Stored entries

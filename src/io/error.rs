//! Error types for encounter file operations

use std::path::PathBuf;
use thiserror::Error;

/// Failures at the file boundary. Converted into a message on the
/// structured save/load results, never propagated into the engine.
#[derive(Debug, Error)]
pub enum PersistenceError {
    #[error("failed to read {}: {source}", .path.display())]
    Read {
        path: PathBuf,
        #[source]
        source: std::io::Error,
    },

    #[error("failed to write {}: {source}", .path.display())]
    Write {
        path: PathBuf,
        #[source]
        source: std::io::Error,
    },

    #[error("{} is not a valid encounter file: {source}", .path.display())]
    Parse {
        path: PathBuf,
        #[source]
        source: serde_json::Error,
    },

    #[error("failed to serialize encounter: {0}")]
    Serialize(#[from] serde_json::Error),

    #[error(
        "{} was written by a newer version (file version {found}, supported {supported})",
        .path.display()
    )]
    UnsupportedVersion {
        path: PathBuf,
        found: u32,
        supported: u32,
    },
}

# [Task to complete]
Read through the entries above, and wherever a line holds the string "failed", copy it.

# [Output]
    #[error("failed to read {}: {source}", .path.display())]
    #[error("failed to write {}: {source}", .path.display())]
    #[error("failed to serialize encounter: {0}")]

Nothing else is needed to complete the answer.